Myth: Relaxed operations are free.

Whether this is true depends on your definition of "free." It’s true that Relaxed is the most efficient memory ordering and that it can be significantly faster than the others. It’s even true that on all modern platforms, relaxed load and store operations compile down to the same processor instructions as non-atomic reads and writes.

If an atomic variable is only used by a single thread, any difference in speed with a non-atomic variable will most likely be because of the compiler having more freedom and being more effective at optimizing non-atomic operations. (Compilers tend to avoid most types of optimizations for atomic variables.)

However, accessing the same memory from multiple threads is usually significantly slower than accessing it from a single thread. A thread that continuously writes to an atomic variable will likely experience a noticeable slowdown when other threads start repeatedly reading the variable, since the processor cores and their caches now have to start collaborating.

We’ll explore this effect in Chapter 7.

Myth: Sequentially consistent memory ordering is a great default and is always correct.

Putting aside performance concerns, sequentially consistent memory ordering is often seen as the perfect type of memory ordering to default to, because of its strong guarantees. It’s true that if any other memory ordering is correct, SeqCst is also correct. This might make it sound like SeqCst is always correct. However, it’s entirely possible that a concurrent algorithm is simply incorrect, regardless of memory ordering.

More importantly, when reading code, SeqCst basically tells the reader: "this operation depends on the total order of every single SeqCst operation in the program," which is an incredibly far-reaching claim. The same code would likely be easier to review and verify if it used weaker memory ordering instead, if possible. For example, Release effectively tells the reader: "this relates to an acquire operation on the same variable," which involves far fewer considerations when forming an understanding of the code.

It is advisable to see SeqCst as a warning sign. Seeing it in the wild often means that either something complicated is going on, or simply that the author did not take the time to analyze their memory ordering related assumptions, both of which are reasons for extra scrutiny.

Myth: Sequentially consistent memory ordering can be used for a "release-load" or an "acquire-store."

While SeqCst can stand in for Acquire or Release, it is not a way to somehow create an acquire-store or release-load. Those remain nonexistent. Release only applies to store operations, and acquire only to load operations.

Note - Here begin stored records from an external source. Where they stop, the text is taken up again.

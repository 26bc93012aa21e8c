#![forbid(unsafe_code)]

//! WASM runner for the branchmap overlay.
//!
//! This crate provides [`BranchmapRunner`], a `wasm-bindgen`-exported struct
//! that wraps [`branchmap_web::OverlayRunner`] and exposes it to a content
//! script. The script owns the document: it serializes user turns into page
//! snapshots, forwards mutation hints and observed responses, advances time,
//! and carries out the commands the runner queues.

#[cfg(target_arch = "wasm32")]
mod wasm;

#[cfg(target_arch = "wasm32")]
pub use wasm::BranchmapRunner;

use branchmap_runtime::ResizeEdges;

/// Edges named by a resize handle such as `"n"`, `"se"`, or `"w"`.
///
/// Returns `None` for an empty or unknown handle name.
#[must_use]
pub fn resize_edges_from_handle(handle: &str) -> Option<ResizeEdges> {
    let mut edges = ResizeEdges::empty();
    for c in handle.chars() {
        edges |= match c.to_ascii_lowercase() {
            'n' => ResizeEdges::NORTH,
            's' => ResizeEdges::SOUTH,
            'e' => ResizeEdges::EAST,
            'w' => ResizeEdges::WEST,
            _ => return None,
        };
    }
    let opposed = edges.contains(ResizeEdges::NORTH | ResizeEdges::SOUTH)
        || edges.contains(ResizeEdges::EAST | ResizeEdges::WEST);
    (!edges.is_empty() && !opposed).then_some(edges)
}
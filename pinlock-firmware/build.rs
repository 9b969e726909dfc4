//! Build script for pinlock-firmware
//!
//! - Sets up linker search paths for memory.x
//! - Validates lock.toml and compiles it into `lock_config.rs`

use std::env;
use std::fs::{self, File};
use std::io::Write;
use std::path::{Path, PathBuf};

fn main() {
    setup_linker();
    let config = validate_config();
    generate_config(&config);
}

/// Set up linker search paths for memory.x
fn setup_linker() {
    let out_dir = PathBuf::from(env::var("OUT_DIR").unwrap());

    // Copy memory.x to the output directory
    let memory_x = include_bytes!("memory.x");
    let mut f = File::create(out_dir.join("memory.x")).unwrap();
    f.write_all(memory_x).unwrap();

    // Tell rustc where to find memory.x
    println!("cargo:rustc-link-search={}", out_dir.display());

    println!("cargo:rerun-if-changed=memory.x");
    println!("cargo:rerun-if-changed=build.rs");
}

/// Validated contents of lock.toml
struct LockToml {
    pin: [u8; 4],
    max_attempts: u8,
    lockout_duration_ms: u32,
    key_debounce_ms: u32,
    telemetry_interval_ms: u32,
    voltage_smoothing: f64,
    charge_debounce_ms: u32,
    battery: [f64; 6],
    loop_period_ms: u32,
    entry_pause_ms: u32,
    result_screen_ms: u32,
    welcome_ms: u32,
    product_name: String,
}

/// Validate lock.toml at compile time
fn validate_config() -> LockToml {
    println!("cargo:rerun-if-changed=lock.toml");

    let config_path = Path::new("lock.toml");

    if !config_path.exists() {
        panic!(
            "\n\
            ╔══════════════════════════════════════════════════════════════════╗\n\
            ║  ERROR: lock.toml not found!                                     ║\n\
            ║                                                                  ║\n\
            ║  The firmware requires a lock.toml configuration file            ║\n\
            ║  in the pinlock-firmware directory.                              ║\n\
            ╚══════════════════════════════════════════════════════════════════╝\n"
        );
    }

    let config_content = match fs::read_to_string(config_path) {
        Ok(content) => content,
        Err(e) => {
            panic!(
                "\n\
                ╔══════════════════════════════════════════════════════════════════╗\n\
                ║  ERROR: Failed to read lock.toml                                 ║\n\
                ║                                                                  ║\n\
                ║  Error: {:<56} ║\n\
                ╚══════════════════════════════════════════════════════════════════╝\n",
                e
            );
        }
    };

    let config: toml::Value = match toml::from_str(&config_content) {
        Ok(value) => value,
        Err(e) => {
            let error_msg = e.to_string();
            panic!(
                "\n\
                ╔══════════════════════════════════════════════════════════════════╗\n\
                ║  ERROR: Invalid TOML syntax in lock.toml                         ║\n\
                ╠══════════════════════════════════════════════════════════════════╣\n\
                {}\n\
                ╚══════════════════════════════════════════════════════════════════╝\n",
                format_error_lines(&error_msg)
            );
        }
    };

    let mut errors = Vec::new();
    let mut fields = Fields {
        config: &config,
        errors: &mut errors,
    };

    let pin = fields.pin();
    let max_attempts = fields.integer("security", "max_attempts", 5, 1, 254) as u8;
    let lockout_duration_ms =
        fields.integer("security", "lockout_duration_ms", 120_000, 1, u32::MAX as i64) as u32;
    let key_debounce_ms = fields.integer("keypad", "debounce_ms", 200, 0, 10_000) as u32;
    let telemetry_interval_ms = fields.integer("telemetry", "interval_ms", 500, 1, 60_000) as u32;
    let voltage_smoothing = fields.float("telemetry", "voltage_smoothing", 0.2);
    let charge_debounce_ms =
        fields.integer("telemetry", "charge_debounce_ms", 1000, 0, 60_000) as u32;
    let battery = [
        fields.float("battery", "empty_v", 9.0),
        fields.float("battery", "low_knee_v", 10.5),
        fields.float("battery", "low_knee_percent", 20.0),
        fields.float("battery", "high_knee_v", 11.7),
        fields.float("battery", "high_knee_percent", 80.0),
        fields.float("battery", "full_v", 12.6),
    ];
    let loop_period_ms = fields.integer("timing", "loop_period_ms", 50, 1, 1000) as u32;
    let entry_pause_ms = fields.integer("timing", "entry_pause_ms", 500, 0, 10_000) as u32;
    let result_screen_ms = fields.integer("timing", "result_screen_ms", 2000, 0, 10_000) as u32;
    let welcome_ms = fields.integer("timing", "welcome_ms", 3000, 0, 10_000) as u32;
    let product_name = fields.string("display", "product_name", "Energram");

    if !(voltage_smoothing > 0.0 && voltage_smoothing <= 1.0) {
        errors.push("[telemetry] voltage_smoothing must be in (0, 1]".to_string());
    }

    let [empty, low, low_pct, high, high_pct, full] = battery;
    if !(empty < low && low < high && high < full) {
        errors.push("[battery] voltages must increase: empty < low knee < high knee < full".to_string());
    }
    if !(0.0 < low_pct && low_pct < high_pct && high_pct < 100.0) {
        errors.push("[battery] knee percentages must satisfy 0 < low < high < 100".to_string());
    }

    if product_name.is_empty() || product_name.len() > 21 || !product_name.is_ascii() {
        errors.push("[display] product_name must be 1-21 ASCII characters".to_string());
    }

    if !errors.is_empty() {
        panic!(
            "\n\
            ╔══════════════════════════════════════════════════════════════════╗\n\
            ║  ERROR: Invalid lock configuration                               ║\n\
            ╠══════════════════════════════════════════════════════════════════╣\n\
            {}\n\
            ╚══════════════════════════════════════════════════════════════════╝\n",
            errors
                .iter()
                .map(|e| format!("║  • {:<62} ║", e))
                .collect::<Vec<_>>()
                .join("\n")
        );
    }

    println!("cargo:warning=lock.toml validated successfully");

    LockToml {
        pin,
        max_attempts,
        lockout_duration_ms,
        key_debounce_ms,
        telemetry_interval_ms,
        voltage_smoothing,
        charge_debounce_ms,
        battery,
        loop_period_ms,
        entry_pause_ms,
        result_screen_ms,
        welcome_ms,
        product_name,
    }
}

/// Field lookup that records problems instead of stopping at the first
struct Fields<'a> {
    config: &'a toml::Value,
    errors: &'a mut Vec<String>,
}

impl Fields<'_> {
    fn get(&self, section: &str, key: &str) -> Option<&toml::Value> {
        self.config.get(section).and_then(|s| s.get(key))
    }

    fn pin(&mut self) -> [u8; 4] {
        match self.get("security", "pin") {
            Some(toml::Value::String(pin))
                if pin.len() == 4 && pin.bytes().all(|b| b.is_ascii_digit()) =>
            {
                let b = pin.as_bytes();
                [b[0] - b'0', b[1] - b'0', b[2] - b'0', b[3] - b'0']
            }
            Some(_) => {
                self.errors
                    .push("[security] pin must be a string of 4 digits".to_string());
                [0; 4]
            }
            None => {
                self.errors.push("[security] missing 'pin'".to_string());
                [0; 4]
            }
        }
    }

    fn integer(&mut self, section: &str, key: &str, default: i64, min: i64, max: i64) -> i64 {
        match self.get(section, key) {
            Some(toml::Value::Integer(v)) if (min..=max).contains(v) => *v,
            Some(toml::Value::Integer(_)) => {
                self.errors
                    .push(format!("[{}] {} must be {}-{}", section, key, min, max));
                default
            }
            Some(_) => {
                self.errors
                    .push(format!("[{}] {} must be an integer", section, key));
                default
            }
            None => default,
        }
    }

    fn float(&mut self, section: &str, key: &str, default: f64) -> f64 {
        match self.get(section, key) {
            Some(toml::Value::Float(v)) => *v,
            Some(toml::Value::Integer(v)) => *v as f64,
            Some(_) => {
                self.errors
                    .push(format!("[{}] {} must be a number", section, key));
                default
            }
            None => default,
        }
    }

    fn string(&mut self, section: &str, key: &str, default: &str) -> String {
        match self.get(section, key) {
            Some(toml::Value::String(v)) => v.clone(),
            Some(_) => {
                self.errors
                    .push(format!("[{}] {} must be a string", section, key));
                default.to_string()
            }
            None => default.to_string(),
        }
    }
}

/// Format error message lines with box drawing
fn format_error_lines(msg: &str) -> String {
    msg.lines()
        .map(|line| {
            let truncated = if line.len() > 64 {
                format!("{}...", &line[..61])
            } else {
                line.to_string()
            };
            format!("║  {:<64} ║", truncated)
        })
        .collect::<Vec<_>>()
        .join("\n")
}

/// Write the validated values as `const` items
fn generate_config(config: &LockToml) {
    let out_dir = PathBuf::from(env::var("OUT_DIR").unwrap());
    let [empty, low, low_pct, high, high_pct, full] = config.battery;

    let source = format!(
        "// Generated from lock.toml by build.rs\n\
        pub const PIN_DIGITS: [u8; 4] = {:?};\n\
        pub const MAX_ATTEMPTS: u8 = {};\n\
        pub const LOCKOUT_DURATION_MS: u32 = {};\n\
        pub const KEY_DEBOUNCE_MS: u32 = {};\n\
        pub const TELEMETRY_INTERVAL_MS: u32 = {};\n\
        pub const VOLTAGE_SMOOTHING: f32 = {:?};\n\
        pub const CHARGE_DEBOUNCE_MS: u32 = {};\n\
        pub const BATTERY_EMPTY_V: f32 = {:?};\n\
        pub const BATTERY_LOW_KNEE_V: f32 = {:?};\n\
        pub const BATTERY_LOW_KNEE_PERCENT: f32 = {:?};\n\
        pub const BATTERY_HIGH_KNEE_V: f32 = {:?};\n\
        pub const BATTERY_HIGH_KNEE_PERCENT: f32 = {:?};\n\
        pub const BATTERY_FULL_V: f32 = {:?};\n\
        pub const LOOP_PERIOD_MS: u32 = {};\n\
        pub const ENTRY_PAUSE_MS: u32 = {};\n\
        pub const RESULT_SCREEN_MS: u32 = {};\n\
        pub const WELCOME_MS: u32 = {};\n\
        pub const PRODUCT_NAME: &str = {:?};\n",
        config.pin,
        config.max_attempts,
        config.lockout_duration_ms,
        config.key_debounce_ms,
        config.telemetry_interval_ms,
        config.voltage_smoothing,
        config.charge_debounce_ms,
        empty,
        low,
        low_pct,
        high,
        high_pct,
        full,
        config.loop_period_ms,
        config.entry_pause_ms,
        config.result_screen_ms,
        config.welcome_ms,
        config.product_name,
    );

    fs::write(out_dir.join("lock_config.rs"), source).unwrap();
}
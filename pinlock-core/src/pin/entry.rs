//! Key handling for the PIN entry screen

use pinlock_hal::Tick;

use super::buffer::PinEntryBuffer;
use super::debounce::KeyDebouncer;
use super::key::{Key, Pin};

/// Result of feeding one key event to [`PinEntry`]
#[derive(Debug, Clone, Copy, PartialEq, Eq)]
#[cfg_attr(feature = "defmt", derive(defmt::Format))]
pub enum EntryAction {
    /// Debounced away or had no effect
    Ignored,
    /// Buffer changed, redraw the entry screen
    Updated,
    /// Fourth digit entered, verify this PIN
    Complete(Pin),
}

/// PIN entry controller: debouncer plus buffer
#[derive(Debug, Clone, Copy, PartialEq, Eq)]
#[cfg_attr(feature = "defmt", derive(defmt::Format))]
pub struct PinEntry {
    buffer: PinEntryBuffer,
    debouncer: KeyDebouncer,
}

impl PinEntry {
    pub const fn new(debounce_ms: u32) -> Self {
        Self {
            buffer: PinEntryBuffer::new(),
            debouncer: KeyDebouncer::new(debounce_ms),
        }
    }

    /// Handle a raw key event
    pub fn handle_key(&mut self, key: Key, now: Tick) -> EntryAction {
        if !self.debouncer.accept(key, now) {
            return EntryAction::Ignored;
        }

        match key {
            Key::Digit(d) => {
                if !self.buffer.push_digit(d) {
                    return EntryAction::Ignored;
                }
                match self.buffer.as_pin() {
                    Some(pin) => EntryAction::Complete(pin),
                    None => EntryAction::Updated,
                }
            }
            Key::Hash => {
                if self.buffer.delete_last() {
                    EntryAction::Updated
                } else {
                    EntryAction::Ignored
                }
            }
            Key::Star => EntryAction::Ignored,
        }
    }

    /// Start a fresh entry
    pub fn reset(&mut self) {
        self.buffer.reset();
    }

    pub fn buffer(&self) -> &PinEntryBuffer {
        &self.buffer
    }
}

#[cfg(test)]
mod tests {
    use super::*;
    use proptest::prelude::*;

    fn type_keys(entry: &mut PinEntry, keys: &str, start: Tick, spacing: u32) -> EntryAction {
        let mut last = EntryAction::Ignored;
        for (i, c) in keys.chars().enumerate() {
            let key = Key::from_char(c).unwrap();
            last = entry.handle_key(key, start + i as u32 * spacing);
        }
        last
    }

    #[test]
    fn test_complete_pin() {
        let mut entry = PinEntry::new(200);
        let action = type_keys(&mut entry, "1911", 0, 500);
        assert_eq!(action, EntryAction::Complete(Pin::new([1, 9, 1, 1])));
    }

    #[test]
    fn test_backspace_then_complete() {
        let mut entry = PinEntry::new(200);
        assert_eq!(type_keys(&mut entry, "12#", 0, 500), EntryAction::Updated);
        assert_eq!(entry.buffer().position(), 1);
        let action = type_keys(&mut entry, "911", 2000, 500);
        assert_eq!(action, EntryAction::Complete(Pin::new([1, 9, 1, 1])));
    }

    #[test]
    fn test_backspace_on_empty_is_ignored() {
        let mut entry = PinEntry::new(200);
        assert_eq!(entry.handle_key(Key::Hash, 0), EntryAction::Ignored);
        assert!(entry.buffer().is_empty());
    }

    #[test]
    fn test_star_is_ignored() {
        let mut entry = PinEntry::new(200);
        assert_eq!(entry.handle_key(Key::Star, 0), EntryAction::Ignored);
        assert!(entry.buffer().is_empty());
    }

    #[test]
    fn test_repeated_digit_within_double_window_counts_once() {
        let mut entry = PinEntry::new(200);
        assert_eq!(entry.handle_key(Key::Digit(1), 1000), EntryAction::Updated);
        assert_eq!(entry.handle_key(Key::Digit(1), 1300), EntryAction::Ignored);
        assert_eq!(entry.buffer().position(), 1);
    }

    #[test]
    fn test_different_digits_within_double_window_both_count() {
        let mut entry = PinEntry::new(200);
        assert_eq!(entry.handle_key(Key::Digit(1), 1000), EntryAction::Updated);
        assert_eq!(entry.handle_key(Key::Digit(9), 1300), EntryAction::Updated);
        assert_eq!(entry.buffer().position(), 2);
    }

    proptest! {
        #[test]
        fn prop_same_digit_inside_double_window_accepted_once(
            digit in 0u8..10,
            start in any::<u32>(),
            gap in 0u32..400,
        ) {
            let mut entry = PinEntry::new(200);
            entry.handle_key(Key::Digit(digit), start);
            entry.handle_key(Key::Digit(digit), start.wrapping_add(gap));
            prop_assert_eq!(entry.buffer().position(), 1);
        }

        #[test]
        fn prop_different_digits_past_window_both_accepted(
            a in 0u8..10,
            b in 0u8..10,
            start in any::<u32>(),
            gap in 200u32..400,
        ) {
            prop_assume!(a != b);
            let mut entry = PinEntry::new(200);
            entry.handle_key(Key::Digit(a), start);
            entry.handle_key(Key::Digit(b), start.wrapping_add(gap));
            prop_assert_eq!(entry.buffer().position(), 2);
        }
    }
}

For example, a Release-store does not form any release-acquire relationship with a SeqCst-store. If you need them to be part of a globally consistent order, both operations will have to use SeqCst.


  • There might not be a global consistent order of all atomic operations, as things can appear to happen in a different order from different threads.

  • However, each individual atomic variable has its own total modification order, regardless of memory ordering, which all threads agree on.

  • The order of operations is formally defined through happens-before relationships.

  • Within a single thread, there is a happens-before relationship between every single operation.

  • Spawning a thread happens-before everything the spawned thread does.

  • Everything a thread does happens-before joining that thread.

  • Unlocking a mutex happens-before locking that mutex again.

  • Acquire-loading the value from a release-store establishes a happens-before relationship. This value may be modified by any number of fetch-and-modify and compare-and-exchange operations.

  • A consume-load would be a lightweight version of an acquire-load, if it existed.

  • Sequentially consistent ordering results in a globally consistent order of operations, but is almost never necessary and can make code review more complicated.

  • Fences allow you to combine the memory ordering of multiple operations or apply a memory ordering conditionally.